요골 전완부 감각신경 유리건피판술 후 생긴 근육탈출증의 증례보고

  • Lee, Paik Kwon (Department of Plastic Surgery, College of Medicine, The Catholic University of Korea) ;
  • Kim, Min Cheol (Department of Plastic Surgery, College of Medicine, The Catholic University of Korea) ;
  • Jun, Young Joon (Department of Plastic Surgery, College of Medicine, The Catholic University of Korea) ;
  • Oh, Deuk Young (Department of Plastic Surgery, College of Medicine, The Catholic University of Korea) ;
  • Rhie, Jong Won (Department of Plastic Surgery, College of Medicine, The Catholic University of Korea) ;
  • Ahn, Sang Tae (Department of Plastic Surgery, College of Medicine, The Catholic University of Korea)
  • 이백권 (가톨릭대학교 의과대학 성형외과학교실) ;
  • 김민철 (가톨릭대학교 의과대학 성형외과학교실) ;
  • 전영준 (가톨릭대학교 의과대학 성형외과학교실) ;
  • 오득영 (가톨릭대학교 의과대학 성형외과학교실) ;
  • 이종원 (가톨릭대학교 의과대학 성형외과학교실) ;
  • 안상태 (가톨릭대학교 의과대학 성형외과학교실)
  • Received : 2007.07.06
  • Published : 2008.03.10

Abstract

Purpose: Although muscle hernia has been well described in the lower-extremity, muscle hernias in the upper extremity are extremely rare.
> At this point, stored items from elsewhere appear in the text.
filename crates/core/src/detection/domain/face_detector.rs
use crate::shared::frame::Frame;

/// Axis-aligned face box in frame pixel coordinates.
#[derive(Clone, Copy, Debug, PartialEq)]
pub struct FaceBox {
    pub x1: f64,
    pub y1: f64,
    pub x2: f64,
    pub y2: f64,
    pub score: f64,
}

impl FaceBox {
    pub fn width(&self) -> f64 {
        self.x2 - self.x1
    }

    pub fn height(&self) -> f64 {
        self.y2 - self.y1
    }

    pub fn center(&self) -> (f64, f64) {
        ((self.x1 + self.x2) / 2.0, (self.y1 + self.y2) / 2.0)
    }
}

/// Domain interface for face detection.
///
/// Used by landmark extractors to find where to look; boxes are returned
/// in descending score order.
pub trait FaceDetector: Send {
    fn detect(&mut self, frame: &Frame) -> Result<Vec<FaceBox>, Box<dyn std::error::Error>>;
}
use crate::shared::frame::Frame;

/// A surface that shows annotated frames to the local user.
pub trait FrameDisplay: Send {
    fn show(&mut self, frame: &Frame) -> Result<(), Box<dyn std::error::Error>>;

    /// Polled once per loop iteration; true once the user asked to quit.
    fn quit_requested(&mut self) -> bool;

    /// Releases the surface. Called exactly once when the loop ends.
    fn close(&mut self);
}
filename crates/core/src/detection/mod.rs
pub mod domain;
pub mod infrastructure;
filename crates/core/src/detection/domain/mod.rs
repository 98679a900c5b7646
pub mod face_detector;
pub mod landmark_extractor;
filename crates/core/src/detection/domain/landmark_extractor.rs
use crate::shared::frame::Frame;
use crate::shared::landmark::FaceLandmarks;

/// Extracts per-face landmark lists from a frame.
///
/// Zero faces is a normal result, not an error. Points are normalized to
/// the frame size and keep the model's fixed ordering.
pub trait LandmarkExtractor: Send {
    fn extract(&mut self, frame: &Frame)
        -> Result<Vec<FaceLandmarks>, Box<dyn std::error::Error>>;
}
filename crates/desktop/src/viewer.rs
use std::sync::Arc;
use std::time::Duration;

use iced::keyboard::{self, Key};
use iced::widget::{container, image, text};
use iced::{event, Element, Event, Length, Subscription, Task};

use facemesh_stream_core::shared::cancellation::CancellationToken;
use facemesh_stream_core::shared::frame::Frame;
use facemesh_stream_core::shared::frame_buffer::FrameBuffer;

const POLL_INTERVAL: Duration = Duration::from_millis(10);

#[derive(Debug, Clone)]
pub enum Message {
    Poll,
    Quit,
}

/// Live preview of the annotated frames produced for streaming.
pub struct Viewer {
    buffer: Arc<FrameBuffer>,
    cancel: CancellationToken,
    current: Option<image::Handle>,
    shown: usize,
}

impl Viewer {
    pub fn new(buffer: Arc<FrameBuffer>, cancel: CancellationToken) -> Self {
        Self {
            buffer,
            cancel,
            current: None,
            shown: 0,
        }
    }

    pub fn update(&mut self, message: Message) -> Task<Message> {
        match message {
            Message::Poll => {
                if self.cancel.is_cancelled() {
                    return iced::exit();
                }
                if let Some(frame) = self.buffer.pop() {
                    self.current = Some(to_handle(&frame));
                    self.shown += 1;
                }
            }
            Message::Quit => {
                log::info!("Quit requested after {} frames", self.shown);
                self.cancel.cancel();
                return iced::exit();
            }
        }
        Task::none()
    }

    pub fn view(&self) -> Element<'_, Message> {
        let content: Element<'_, Message> = match &self.current {
            Some(handle) => image(handle.clone())
                .width(Length::Fill)
                .height(Length::Fill)
                .into(),
            None => text("Waiting for a client to connect...").into(),
        };
        container(content).center(Length::Fill).into()
    }

    pub fn subscription(&self) -> Subscription<Message> {
        Subscription::batch([
            iced::time::every(POLL_INTERVAL).map(|_| Message::Poll),
            event::listen_with(quit_key),
        ])
    }
}

fn quit_key(event: Event, _status: event::Status, _window: iced::window::Id) -> Option<Message> {
    match event {
        Event::Keyboard(keyboard::Event::KeyPressed { key, .. }) if is_quit_key(&key) => {
            Some(Message::Quit)
        }
        _ => None,
    }
}

fn is_quit_key(key: &Key) -> bool {
    matches!(key, Key::Character(c) if c.as_str().eq_ignore_ascii_case("q"))
}

fn to_handle(frame: &Frame) -> image::Handle {
    image::Handle::from_rgba(frame.width(), frame.height(), frame.to_rgba())
}
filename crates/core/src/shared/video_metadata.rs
use crate::shared::video_source::VideoSource;

#[derive(Clone, Debug, PartialEq)]
pub struct VideoMetadata {
    pub width: u32,
    pub height: u32,
    /// 0.0 when the container does not report a rate (live devices, stills).
    pub fps: f64,
    /// 0 when unknown, which is normal for capture devices.
    pub total_frames: usize,
    pub codec: String,
    pub source: VideoSource,
}

impl VideoMetadata {
    pub fn is_live(&self) -> bool {
        matches!(self.source, VideoSource::Device(_))
    }
}
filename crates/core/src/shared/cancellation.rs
use std::sync::atomic::{AtomicBool, Ordering};
use std::sync::Arc;

/// Cooperative stop flag shared by every long-running loop.
///
/// Loops poll [`is_cancelled`](Self::is_cancelled) once per iteration;
/// nothing is interrupted mid-step.
#[derive(Clone, Debug, Default)]
pub struct CancellationToken {
    cancelled: Arc<AtomicBool>,
}

impl CancellationToken {
    pub fn new() -> Self {
        Self::default()
    }

    pub fn cancel(&self) {
        self.cancelled.store(true, Ordering::Relaxed);
    }

    pub fn is_cancelled(&self) -> bool {
        self.cancelled.load(Ordering::Relaxed)
    }
}
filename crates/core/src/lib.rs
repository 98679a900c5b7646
//! Face landmark extraction and real-time streaming.
//!
//! Frames flow `reader → extractor → {publisher, annotator → buffer}` on a
//! production thread; the buffer is drained by a display loop and the
//! publisher fans landmark lists out to Socket.IO WebSocket sessions.

pub mod annotation;
pub mod detection;
pub mod display;
pub mod pipeline;
pub mod publish;
pub mod shared;
pub mod transport;
pub mod video;
use crate::shared::video_source::VideoSource;
use crate::video::domain::video_reader::VideoReader;

use super::ffmpeg_reader::FfmpegReader;
use super::still_image_reader::StillImageReader;

/// Picks the reader able to decode `source`: still images get the image
/// decoder, everything else (clips and capture devices) goes to ffmpeg.
pub fn create_reader(source: &VideoSource) -> Box<dyn VideoReader> {
    if source.is_image() {
        log::debug!("Reading {source} as a still image");
        Box::new(StillImageReader::new())
    } else {
        Box::new(FfmpegReader::new())
    }
}

#[cfg(test)]
mod tests {
    use super::*;
    use crate::video::domain::video_reader::VideoError;
    use std::path::PathBuf;

    #[test]
    fn test_image_source_uses_still_image_reader() {
        let dir = tempfile::tempdir().unwrap();
        let path = dir.path().join("face.png");
        image::RgbImage::new(3, 2).save(&path).unwrap();

        let source = VideoSource::File(path);
        let mut reader = create_reader(&source);
        let meta = reader.open(&source).unwrap();
        assert_eq!(meta.total_frames, 1);
        assert_eq!((meta.width, meta.height), (3, 2));
    }

    #[test]
    fn test_missing_clip_is_source_unavailable() {
        let source = VideoSource::File(PathBuf::from("/nonexistent/clip.mp4"));
        let mut reader = create_reader(&source);
        assert!(matches!(
            reader.open(&source),
            Err(VideoError::SourceUnavailable { .. })
        ));
    }
}
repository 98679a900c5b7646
use tokio::sync::mpsc::error::TrySendError;
use tokio::sync::mpsc::Sender;

use crate::publish::domain::landmark_sink::{LandmarkSink, TransportError};
use crate::transport::engine_io;

/// Queues Socket.IO event frames for one WebSocket connection.
///
/// The connection task drains the queue; a full queue means the client is
/// not keeping up and the frame is dropped.
pub struct WebSocketSink {
    outbound: Sender<String>,
}

impl WebSocketSink {
    pub fn new(outbound: Sender<String>) -> Self {
        Self { outbound }
    }
}

impl LandmarkSink for WebSocketSink {
    fn send(&self, event: &str, payload: &str) -> Result<(), TransportError> {
        self.outbound
            .try_send(engine_io::event_packet(event, payload))
            .map_err(|e| match e {
                TrySendError::Full(_) => TransportError::ChannelFull,
                TrySendError::Closed(_) => TransportError::ChannelClosed,
            })
    }
}
use std::path::{Path, PathBuf};

use crate::display::domain::frame_display::FrameDisplay;
use crate::shared::constants::DEFAULT_SNAPSHOT_EVERY;
use crate::shared::frame::Frame;

const SNAPSHOT_FILE: &str = "latest.png";

/// Display for machines without a window system.
///
/// Frames are counted and, when a directory is configured, every Nth frame
/// is written to `latest.png` there so the annotated view can still be
/// inspected. Never requests a quit; the process stops on Ctrl-C.
pub struct HeadlessDisplay {
    snapshot_dir: Option<PathBuf>,
    every: usize,
    frames: usize,
}

impl HeadlessDisplay {
    pub fn new(snapshot_dir: Option<PathBuf>) -> Self {
        Self {
            snapshot_dir,
            every: DEFAULT_SNAPSHOT_EVERY,
            frames: 0,
        }
    }

    pub fn with_interval(mut self, every: usize) -> Self {
        self.every = every.max(1);
        self
    }

    pub fn frames(&self) -> usize {
        self.frames
    }

    pub fn snapshot_path(&self) -> Option<PathBuf> {
        self.snapshot_dir.as_ref().map(|d| d.join(SNAPSHOT_FILE))
    }
}

impl FrameDisplay for HeadlessDisplay {
    fn show(&mut self, frame: &Frame) -> Result<(), Box<dyn std::error::Error>> {
        self.frames += 1;
        if (self.frames - 1) % self.every != 0 {
            return Ok(());
        }
        log::debug!(
            "Displayed {} frames (latest #{} {}x{})",
            self.frames,
            frame.index(),
            frame.width(),
            frame.height()
        );
        if let Some(path) = self.snapshot_path() {
            write_snapshot(frame, &path)?;
        }
        Ok(())
    }

    fn quit_requested(&mut self) -> bool {
        false
    }

    fn close(&mut self) {
        log::info!("Display closed after {} frames", self.frames);
    }
}

fn write_snapshot(frame: &Frame, path: &Path) -> Result<(), Box<dyn std::error::Error>> {
    if let Some(dir) = path.parent() {
        std::fs::create_dir_all(dir)?;
    }
    let img = image::RgbaImage::from_raw(frame.width(), frame.height(), frame.to_rgba())
        .ok_or("frame buffer size does not match its dimensions")?;
    img.save(path)?;
    Ok(())
}
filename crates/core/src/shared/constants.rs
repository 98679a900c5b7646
use std::time::Duration;

pub const DETECTOR_MODEL_NAME: &str = "blazeface_128.onnx";
pub const MESH_MODEL_NAME: &str = "face_mesh_192.onnx";

pub const IMAGE_EXTENSIONS: &[&str] = &["jpg", "jpeg", "png", "bmp", "tiff", "tif", "webp"];

/// Annotated frames kept for the local display before the oldest is dropped.
pub const FRAME_BUFFER_CAPACITY: usize = 5;

/// Upper bound on landmark messages per second, per session.
pub const DEFAULT_EMIT_RATE_HZ: f64 = 30.0;

/// Slowest accepted emit rate: one message every ~17 minutes.
pub const MIN_EMIT_RATE_HZ: f64 = 0.001;

/// Pause between production iterations.
pub const DEFAULT_FRAME_DELAY: Duration = Duration::from_millis(10);

/// Socket.IO event carrying landmark lists.
pub const LANDMARK_EVENT: &str = "mediapipe_data";

pub const WINDOW_TITLE: &str = "FaceMesh Detection";

pub const DEFAULT_BIND_ADDR: &str = "127.0.0.1:5000";

/// Points produced per face by the face-mesh model.
pub const MESH_LANDMARK_COUNT: usize = 468;

/// Headless display: frames between log lines and snapshot writes.
pub const DEFAULT_SNAPSHOT_EVERY: usize = 30;

/// Queued outbound messages per session before frames are dropped.
pub const SESSION_CHANNEL_CAPACITY: usize = 16;
mod viewer;

use std::process;
use std::sync::Arc;

use clap::Parser;

use facemesh_stream_core::detection::infrastructure::extractor_factory::create_extractor;
use facemesh_stream_core::shared::cancellation::CancellationToken;
use facemesh_stream_core::shared::constants::WINDOW_TITLE;
use facemesh_stream_core::shared::frame_buffer::FrameBuffer;
use facemesh_stream_core::transport::stream_server::StreamServer;
use facemesh_stream_server::cli::StreamArgs;

use viewer::Viewer;

/// Streams face landmarks to Socket.IO clients and previews the annotated
/// frames in a window. Press `q` to quit.
#[derive(Parser, Debug)]
#[command(name = "facemesh-stream-desktop")]
struct Cli {
    #[command(flatten)]
    stream: StreamArgs,
}

fn main() {
    env_logger::init();

    if let Err(e) = run() {
        eprintln!("Error: {e}");
        process::exit(1);
    }
}

fn run() -> Result<(), Box<dyn std::error::Error>> {
    let config = Cli::parse().stream.into_config()?;

    let extractor = create_extractor(&config.models)?;
    let buffer = Arc::new(FrameBuffer::new(config.buffer_capacity));
    let cancel = CancellationToken::new();
    let server = StreamServer::start(&config, extractor, buffer.clone(), cancel.clone())?;

    let window_cancel = cancel.clone();
    let result = iced::application(
        move || (Viewer::new(buffer.clone(), window_cancel.clone()), iced::Task::none()),
        Viewer::update,
        Viewer::view,
    )
    .title(WINDOW_TITLE)
    .subscription(Viewer::subscription)
    .window(iced::window::Settings {
        size: iced::Size::new(960.0, 720.0),
        ..Default::default()
    })
    .run();

    // Closing the window ends the process like a quit key does.
    cancel.cancel();
    let report = server.shutdown();
    result?;
    match report.outcome {
        Some(Err(e)) => Err(e.into()),
        _ => Ok(()),
    }
}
As with lower extremity muscle hernias, the forearm muscle hernia may result from forced exertion of strenuous activity or following blunt trauma. The objective of this paper is to report an extraordinary case of forearm muscle hernia after radial forearm sensory tendocutaneous free flap with references. Methods: A 58-year-old male patient received wide excision and radical neck dissection and lower lip reconstruction with radial forearm sensory tendocutaneous free flap for squamous cell cancer on the lower lip. 16 weeks after the operation, he complained of protruding mass on the forearm and the size was increasing. In postoperative 18 weeks, MRI showed herniation of flexor digitorum superficialis. For unaesthetic cause and preventing progress, the authors performed direct fascial closure and Mesh graft. Results: In 12 months after the surgery there was no recurrence and the patient remained symptom-free. Conclusion: Pain on extremity exertion and unaesthetic buldge of forearm due to forearm muscle hernia were the primary indications for surgery which consist of direct closure, fasciotomy, fascia lata onlay graft, fascia lata inlay graft, etc. The authors experienced uncommon forearm muscle hernia after radial forearm free flap and satisfying result of treatment.